[WHAT YOU ARE ASKED TO DO] Filter the entries for lines with the word "Json".
───
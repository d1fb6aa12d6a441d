//! Manual trigger for the expiry scanner.

use axum::extract::State;
use axum::Json;
use fleetwatch_events::ScanReport;
use serde::Serialize;

use crate::error::AppResult;
use crate::middleware::rbac::RequireStaff;
use crate::state::AppState;

#[derive(Debug, Serialize)]
pub struct ScanResponse {
    pub success: bool,
    #[serde(flatten)]
    pub report: ScanReport,
}

/// POST /api/v1/admin/expiry-scan
///
/// Run one scan now and return its counters. Requires manager or admin.
pub async fn trigger_expiry_scan(
    RequireStaff(user): RequireStaff,
    State(state): State<AppState>,
) -> AppResult<Json<ScanResponse>> {
    tracing::info!(user_id = user.user_id, "Manual expiry scan requested");

    let report = state.scanner.run_once().await?;

    Ok(Json(ScanResponse {
        success: true,
        report,
    }))
}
───
[ANSWER SECTION]
use axum::Json;
) -> AppResult<Json<ScanResponse>> {
    Ok(Json(ScanResponse {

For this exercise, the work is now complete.